Er liess sich erschöpft fallen und schloss die Augen. Er hatte keine Pistole. Er hatte keine Familie hier, er hatte nirgendwo eine Familie.

Der Bauer schaute aus dem Fenster des Riegelhauses und begann, mit den Männern zu reden. Sie drehten ihre Köpfe und schauten hinüber zu Toufan. Sie lachten kurz und bellend. Dann fuhren sie wieder weg. Die Motorräder brüllten. Der Bauer kam aus dem Haus und stapfte, beobachtet von träge wiederkäuenden Kühen, über die Weide zu Toufan. Er stiess ihn mit seinen Bergschuhen an.
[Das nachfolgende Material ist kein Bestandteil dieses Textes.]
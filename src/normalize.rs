/// Strips separators (space, `.`, `-`, tab) and upper-cases the rest.
///
/// Never fails and is idempotent.
pub fn normalize(input: &str) -> String {
    input
        .trim()
        .chars()
        .filter(|ch| !matches!(ch, ' ' | '.' | '-' | '\t'))
        .flat_map(|ch| ch.to_uppercase())
        .collect()
}

pub(crate) fn normalize_if(input: &str, cleanup: bool) -> String {
    if cleanup {
        normalize(input)
    } else {
        input.to_string()
    }
}

/// Replaces everything but the first `front` and last `back` characters with
/// `*`. Values too short to keep both ends are masked completely.
pub(crate) fn mask_middle(value: &str, front: usize, back: usize) -> String {
    let length = value.chars().count();
    if length <= front + back {
        return "*".repeat(length);
    }
    value
        .chars()
        .enumerate()
        .map(|(idx, ch)| {
            if idx < front || idx >= length - back {
                ch
            } else {
                '*'
            }
        })
        .collect()
}
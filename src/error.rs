use thiserror::Error;

/// Why an identifier was rejected.
///
/// Every variant is an expected outcome for malformed input and is returned
/// to the caller as part of the validation record.
#[derive(Error, Debug, Clone, PartialEq, Eq)]
pub enum ValidationError {
    #[error("input too short: {length} characters, at least {minimum} required")]
    InputTooShort { length: usize, minimum: usize },

    #[error("unknown country code {country:?}")]
    CountryUnknown { country: String },

    #[error("invalid length for {country}: expected {expected}, got {actual}")]
    LengthMismatch {
        country: String,
        expected: usize,
        actual: usize,
    },

    #[error("malformed character {character:?} at position {position}")]
    MalformedCharacter { character: char, position: usize },

    #[error("checksum mismatch")]
    ChecksumMismatch,

    #[error("no issuer matches the card number prefix and length")]
    NoIssuerMatch,
}

impl ValidationError {
    /// Stable machine-readable name, used in CSV output and summaries.
    pub fn kind(&self) -> &'static str {
        match self {
            ValidationError::InputTooShort { .. } => "input_too_short",
            ValidationError::CountryUnknown { .. } => "country_unknown",
            ValidationError::LengthMismatch { .. } => "length_mismatch",
            ValidationError::MalformedCharacter { .. } => "malformed_character",
            ValidationError::ChecksumMismatch => "checksum_mismatch",
            ValidationError::NoIssuerMatch => "no_issuer_match",
        }
    }
}

pub(crate) fn too_short(length: usize, minimum: usize) -> Option<ValidationError> {
    if length < minimum {
        Some(ValidationError::InputTooShort { length, minimum })
    } else {
        None
    }
}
«Sie sagen, du spinnst. Du musst weg hier», sagte der Bauer. Toufan griff nach dessen Bein und zog ruckartig daran, sodass er den Halt verlor und fluchend zu Boden fiel. Er stand auf und rannte zum Haus. Er packte seine Sachen in einen Rucksack und schulterte ihn, er nahm seinen Sohn auf den Arm und zog seine Frau aus dem Zimmer. Sie wäre gerne noch ein wenig geblieben, sagte sie, als er mit ihnen aus dem Haus stürmte.

Der Musiker, Spoken-Word-Poet und Hörspielschreiber hat vor kurzem seinen Roman «Inneres Lind» publiziert, ein witziger, fesselnder Text über Musik, Sport und offene und versteckte Gewalt.